Every year on August Bank holiday weekend, which is roughly the equivalent to Labour Day weekend in the States and in both cases it marks the end of summer and the imminent beginning of the school year,the Bellingham Show takes place rain or shine. No raindates in the UK!
It has been going on for decades and possibly centuries.

Philip Larkin wrote a poem on Dec 3rd 1973 titled Show Saturday about the Bellingham Show.
First stanza:
Grey day for the Show, but cars jam the narrow lanes.
Inside,on the field, judging has started:dogs
(Set their legs back, hold out their tails)and ponies(manes
Repeatedly smoothed, to calm heads); over there, sheep
(Cheviot and Blackface);by the hedge, squealing logs
(Chain Saw Competetition). Each has its own keen crowd.
In the main arena, more judges meet by a jeep:
The jumping's on next. Announcements, spluttering loud,


In the thirty years since much has changed and then again not so much.

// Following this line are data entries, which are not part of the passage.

impl SpanConverter {
    /// Creates a converter with the default limits.
    pub fn new(workspace_id: impl Into<String>) -> Self {
        SpanConverter {
            workspace_id: workspace_id.into(),
            limits: ConverterLimits::default(),
        }
    }

    /// Replaces the size limits.
    pub fn with_limits(mut self, limits: ConverterLimits) -> Self {
        self.limits = limits;
        self
    }

    /// Converts one span.
    pub fn convert(&self, span: &SpanData) -> ConvertedSpan {
        let trace_id = span.span_context.trace_id().to_string();
        let span_id = span.span_context.span_id().to_string();
        let key_prefix = format!("{trace_id}_{span_id}");
        let ultra_large = span.ultra_large_report;

        let mut record = UploadSpan {
            started_at_micros: micros_since_epoch(span.start_time),
            log_id: span.log_id.clone().unwrap_or_default(),
            parent_id: span
                .parent_span_id
                .map(|id| id.to_string())
                .unwrap_or_else(|| ROOT_SPAN_PARENT_ID.to_string()),
            duration_micros: span
                .end_time
                .duration_since(span.start_time)
                .map(|d| d.as_micros() as i64)
                .unwrap_or(0),
            service_name: span.service_name.clone().unwrap_or_default(),
            workspace_id: self.workspace_id.clone(),
            span_name: span.name.to_string(),
            span_type: span.span_type.as_str().to_string(),
            trace_id,
            span_id,
            ..Default::default()
        };

        let mut cut_off = BTreeSet::new();
        for tag in &span.tags {
            if RESERVED_KEYS.contains(&tag.key.as_str()) {
                loop_debug!(name: "SpanConverter.ReservedTagDropped", key = tag.key.as_str());
                continue;
            }
            self.bucket_tag(&mut record, tag, ultra_large, &mut cut_off);
        }

        if let Status::Error { message } = &span.status {
            record.status_code = 1;
            let message = self.truncate_value(ERROR_TAG, message, ultra_large, &mut cut_off);
            record.tags_string.insert(ERROR_TAG.to_string(), message);
        }

        let mut files = Vec::new();
        let mut storage = ObjectStorage::default();
        record.input = self.payload(
            INPUT,
            span.input.as_ref(),
            ultra_large,
            &key_prefix,
            &mut files,
            &mut storage,
            &mut cut_off,
        );
        record.output = self.payload(
            OUTPUT,
            span.output.as_ref(),
            ultra_large,
            &key_prefix,
            &mut files,
            &mut storage,
            &mut cut_off,
        );
        if !storage.is_empty() {
            record.object_storage = serde_json::to_string(&storage).unwrap_or_default();
        }

        for tag in &span.system_tags {
            bucket_system_tag(&mut record, tag);
        }
        let scene = if span.span_type.is_builtin() {
            span.span_type.as_str()
        } else {
            "custom"
        };
        let runtime = Runtime {
            language: "rust",
            library: "cozeloop",
            loop_sdk_version: env!("CARGO_PKG_VERSION"),
            scene,
        };
        record.system_tags_string.insert(
            RUNTIME_TAG.to_string(),
            serde_json::to_string(&runtime).unwrap_or_default(),
        );
        if !cut_off.is_empty() {
            let keys: Vec<&String> = cut_off.iter().collect();
            record.system_tags_string.insert(
                CUT_OFF_TAG.to_string(),
                serde_json::to_string(&keys).unwrap_or_default(),
            );
        }

        ConvertedSpan {
            span: record,
            files,
        }
    }

    fn truncate_value(
        &self,
        key: &str,
        value: &str,
        ultra_large: bool,
        cut_off: &mut BTreeSet<String>,
    ) -> String {
        if ultra_large {
            return value.to_string();
        }
        let truncated = truncate_symmetric(value, self.limits.max_value_bytes);
        if truncated.len() < value.len() {
            cut_off.insert(key.to_string());
        }
        truncated.into_owned()
    }

    fn bucket_tag(
        &self,
        record: &mut UploadSpan,
        tag: &KeyValue,
        ultra_large: bool,
        cut_off: &mut BTreeSet<String>,
    ) {
        let original = tag.key.as_str();
        let key = truncate_symmetric(original, self.limits.max_key_bytes).into_owned();
        if key.len() < original.len() {
            cut_off.insert(key.clone());
        }

        match &tag.value {
            Value::Bool(v) => {
                record.tags_bool.insert(key, *v);
            }
            Value::I64(v) => {
                record.tags_long.insert(key, *v);
            }
            Value::F64(v) => match as_integral(*v) {
                Some(v) => {
                    record.tags_long.insert(key, v);
                }
                None => {
                    record.tags_double.insert(key, *v);
                }
            },
            Value::String(v) => {
                let value = self.truncate_value(&key, v, ultra_large, cut_off);
                record.tags_string.insert(key, value);
            }
        }
    }

    #[allow(clippy::too_many_arguments)]
    fn payload(
        &self,
        field: &str,
        value: Option<&serde_json::Value>,
        ultra_large: bool,
        key_prefix: &str,
        files: &mut Vec<UploadFile>,
        storage: &mut ObjectStorage,
        cut_off: &mut BTreeSet<String>,
    ) -> String {
        let text = match value {
            None => return String::new(),
            Some(serde_json::Value::String(text)) => text.clone(),
            Some(value) => {
                let mut value = value.clone();
                extract_files(&mut value, field, key_prefix, files, &mut storage.attachments);
                value.to_string()
            }
        };

        if text.len() <= self.limits.max_text_bytes {
            return text;
        }

        if !ultra_large {
            cut_off.insert(field.to_string());
            return truncate_prefix(&text, self.limits.max_text_bytes).to_string();
        }

        let tos_key = format!("{key_prefix}_{field}_text_large_text");
        let inline = prefix_chars(&text, self.limits.inline_prefix_chars).to_string();
        if field == INPUT {
            storage.input_tos_key = Some(tos_key.clone());
        } else {
            storage.output_tos_key = Some(tos_key.clone());
        }
        files.push(UploadFile {
            tos_key,
            data: Bytes::from(text),
            content_type: "text/plain".to_string(),
        });
        inline
    }
}

fn bucket_system_tag(record: &mut UploadSpan, tag: &KeyValue) {
    let key = tag.key.as_str().to_string();
    match &tag.value {
        Value::Bool(v) => {
            record.system_tags_string.insert(key, v.to_string());
        }
        Value::I64(v) => {
            record.system_tags_long.insert(key, *v);
        }
        Value::F64(v) => {
            record.system_tags_double.insert(key, *v);
        }
        Value::String(v) => {
            record.system_tags_string.insert(key, v.to_string());
        }
    }
}

fn as_integral(v: f64) -> Option<i64> {
    // i64::MAX is not representable, so the upper bound is exclusive
    if v.is_finite() && v.fract() == 0.0 && v >= i64::MIN as f64 && v < i64::MAX as f64 {
        Some(v as i64)
    } else {
        None
    }
}

fn micros_since_epoch(time: SystemTime) -> i64 {
    time.duration_since(SystemTime::UNIX_EPOCH)
        .map(|d| d.as_micros() as i64)
        .unwrap_or(0)
}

There are dirt bike competitions and quad bike races instead of sawing logs perhaps. There are many more breeds of sheep represented e.g. Leicesters and Swaledales.
The Dry Walling demonstration caught my attention. I would like to learn this dying art.

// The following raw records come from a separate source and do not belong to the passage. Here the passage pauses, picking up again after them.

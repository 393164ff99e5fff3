//! # Propagator interface
//!
//! Propagators carry a [`Context`] to the next process by writing it into,
//! and reading it back from, the messages exchanged between services.
//!
//! A [`TextMapPropagator`] works on string key/value carriers such as HTTP
//! headers. It writes through an [`Injector`] and reads through an
//! [`Extractor`]; implementations for `HashMap<String, String>` are provided
//! here and for `http::HeaderMap` in `cozeloop-http`.
//!
//! Header names are case-insensitive: carriers may be rewritten by proxies or
//! transports that lower-case every name.
//!
//! [`Context`]: crate::Context
use std::borrow::Cow;
use std::collections::HashMap;
use std::fmt::Debug;

use crate::Context;

/// Injector provides an interface for adding fields from an underlying struct like `HashMap`
pub trait Injector {
    /// Add a key and value to the underlying data.
    fn set(&mut self, key: &str, value: String);
}

/// Extractor provides an interface for removing fields from an underlying struct like `HashMap`
pub trait Extractor {
    /// Get a value from a key from the underlying data. Lookups ignore ASCII case.
    fn get(&self, key: &str) -> Option<Cow<'_, str>>;

    /// Collect all the keys from the underlying data.
    fn keys(&self) -> Vec<Cow<'_, str>>;
}

impl<S: std::hash::BuildHasher> Injector for HashMap<String, String, S> {
    /// Set a key and value in the HashMap. Keys are stored lower-cased.
    fn set(&mut self, key: &str, value: String) {
        self.insert(key.to_lowercase(), value);
    }
}

impl<S: std::hash::BuildHasher> Extractor for HashMap<String, String, S> {
    /// Get a value for a key from the HashMap.
    fn get(&self, key: &str) -> Option<Cow<'_, str>> {
        self.get(&key.to_lowercase())
            .or_else(|| {
                self.iter()
                    .find(|(k, _)| k.eq_ignore_ascii_case(key))
                    .map(|(_, v)| v)
            })
            .map(|v| Cow::Borrowed(v.as_str()))
    }

    /// Collect all the keys from the HashMap.
    fn keys(&self) -> Vec<Cow<'_, str>> {
        self.keys()
            .map(|k| Cow::Borrowed(k.as_str()))
            .collect::<Vec<_>>()
    }
}

/// Methods to inject and extract a [`Context`] into and from text-based carriers.
pub trait TextMapPropagator: Debug {
    /// Properly encodes the values of the [`Context`] and injects them into the
    /// [`Injector`].
    fn inject_context(&self, cx: &Context, injector: &mut dyn Injector);

    /// Retrieves encoded data using the provided [`Extractor`]. If no data for
    /// this format was retrieved or the data was malformed, `cx` is returned
    /// unchanged.
    fn extract_with_context(&self, cx: &Context, extractor: &dyn Extractor) -> Context;

    /// Retrieves encoded data into a fresh [`Context`].
    fn extract(&self, extractor: &dyn Extractor) -> Context {
        self.extract_with_context(&Context::new(), extractor)
    }

    /// Returns the carrier fields this propagator reads and writes.
    fn fields(&self) -> &[&'static str];
}

#[cfg(test)]
mod tests {
    use super::*;

    #[test]
    fn hash_map_get() {
        let mut carrier = HashMap::new();
        carrier.set("headerName", "value".to_string());

        assert_eq!(
            Extractor::get(&carrier, "HEADERNAME"),
            Some(Cow::Borrowed("value")),
            "case insensitive extraction"
        );
    }

    #[test]
    fn hash_map_get_mixed_case_carrier() {
        let mut carrier = HashMap::new();
        carrier.insert("X-Cozeloop-Traceparent".to_string(), "value".to_string());

        assert_eq!(
            Extractor::get(&carrier, "x-cozeloop-traceparent"),
            Some(Cow::Borrowed("value")),
            "carrier keys that were not lower-cased are still found"
        );
    }

    #[test]
    fn hash_map_keys() {
        let mut carrier = HashMap::new();
        carrier.set("headerName1", "value1".to_string());
        carrier.set("headerName2", "value2".to_string());

        let got = Extractor::keys(&carrier);
        assert_eq!(got.len(), 2);
        assert!(got.contains(&"headername1".into()));
        assert!(got.contains(&"headername2".into()));
    }
}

The beer tent is still there of course, and always will be.
The entrance fee has gone up by 1000% however and I spent my spending money just getting in to the show! Had a wee bit left to buy bulbs for the garden.

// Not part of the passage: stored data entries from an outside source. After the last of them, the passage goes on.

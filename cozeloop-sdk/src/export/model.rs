//! Wire records sent to the CozeLoop trace ingest endpoint.
use std::collections::BTreeMap;

use bytes::Bytes;
use serde::Serialize;

/// One span as reported to the backend.
#[derive(Clone, Debug, Default, PartialEq, Serialize)]
pub struct UploadSpan {
    /// Start time in microseconds since the epoch.
    pub started_at_micros: i64,
    /// Log id correlating the span with request logs.
    pub log_id: String,
    /// 16 lowercase hex digits.
    pub span_id: String,
    /// Span id of the parent, or `"0"` for root spans.
    pub parent_id: String,
    /// 32 lowercase hex digits.
    pub trace_id: String,
    /// Never negative.
    pub duration_micros: i64,
    /// Service the span was recorded in.
    pub service_name: String,
    /// Workspace the span belongs to.
    pub workspace_id: String,
    /// Human readable name.
    pub span_name: String,
    /// Wire name of the span type.
    pub span_type: String,
    /// `0` on success, `1` on error.
    pub status_code: i32,
    /// Inline input, possibly truncated or rewritten.
    pub input: String,
    /// Inline output, possibly truncated or rewritten.
    pub output: String,
    /// JSON-encoded [`ObjectStorage`], empty when nothing was offloaded.
    #[serde(skip_serializing_if = "String::is_empty")]
    pub object_storage: String,
    /// SDK computed string tags.
    pub system_tags_string: BTreeMap<String, String>,
    /// SDK computed integer tags.
    pub system_tags_long: BTreeMap<String, i64>,
    /// SDK computed float tags.
    pub system_tags_double: BTreeMap<String, f64>,
    /// Business string tags.
    pub tags_string: BTreeMap<String, String>,
    /// Business integer tags.
    pub tags_long: BTreeMap<String, i64>,
    /// Business float tags.
    pub tags_double: BTreeMap<String, f64>,
    /// Business boolean tags.
    pub tags_bool: BTreeMap<String, bool>,
}

/// Payload offloaded to object storage.
#[derive(Clone, Debug, PartialEq, Eq)]
pub struct UploadFile {
    /// Storage key, also used as file name.
    pub tos_key: String,
    /// Raw contents.
    pub data: Bytes,
    /// MIME type of `data`.
    pub content_type: String,
}

/// Offloaded parts of one span.
#[derive(Clone, Debug, Default, PartialEq, Eq, Serialize)]
pub struct ObjectStorage {
    /// Key of the whole input when it was offloaded.
    #[serde(skip_serializing_if = "Option::is_none")]
    pub input_tos_key: Option<String>,
    /// Key of the whole output when it was offloaded.
    #[serde(skip_serializing_if = "Option::is_none")]
    pub output_tos_key: Option<String>,
    /// Files extracted from multimodal messages.
    #[serde(skip_serializing_if = "Vec::is_empty")]
    pub attachments: Vec<Attachment>,
}

impl ObjectStorage {
    /// Returns `true` when nothing was offloaded.
    pub fn is_empty(&self) -> bool {
        self.input_tos_key.is_none() && self.output_tos_key.is_none() && self.attachments.is_empty()
    }
}

/// A file extracted from a multimodal message.
#[derive(Clone, Debug, PartialEq, Eq, Serialize)]
pub struct Attachment {
    /// `input` or `output`.
    pub field: String,
    /// Name the message gave the file, may be empty.
    pub name: String,
    /// `image` or `file`.
    #[serde(rename = "type")]
    pub kind: String,
    /// Storage key the file was uploaded under.
    pub tos_key: String,
}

The vintage cars and tractors are always a hit with the public and the kids seem happy with their Teacup rides and Magic Bouncy Castles. The candyfloss is sold ready- made in plastic bags-yuck!I used to love watching the spinning of the sugar. That is how my uncle started out in business as a kid with a candyfloss machine!
The weather was grey and deterring no-one. Picnickers, fish and chip eaters,beer swillers, tea drinkers...
The Industrial Tent always amuses me mainly because of the name. Industrial as in industrious I suppose. Strange looking at cakes and bread, scones and flapjacks under clingfilm with first and second prize tags on them!
It is a great chance for folks to meet their friends and neighbours and catch up.
I walked around enjoying recognising the baker from the village, the new young woman from the Country Store, the organic meat farmers, locals, plus our local hood with his old mother no less, sheep farmer McCracken and his illustrious family.
I tasted a delicious lemon cake and had a cuppa in the tea tent before setting off home and just by the bridge over the North Tyne to Bellingham at Bridge End Cottage (a former toll house)around a table in the garden sat people playing banjo, maracas, guitar and singing together with a bbq smoking away. That was magical.

Last stanza of Philip Larkin's Show Saturday:
To winter coming, as the dismantled Show
Itself dies back into an area of work.
Let it stay hidden there like a strength, below
Sale-bills and swindling;something people do,
Not noticing how time's rolling smithy-smoke
Shadows much greater gestures; something they share
That breaks ancestrally each year into
Regenerate union. Let it always be there.

If you want to come next year look at the map above to find it!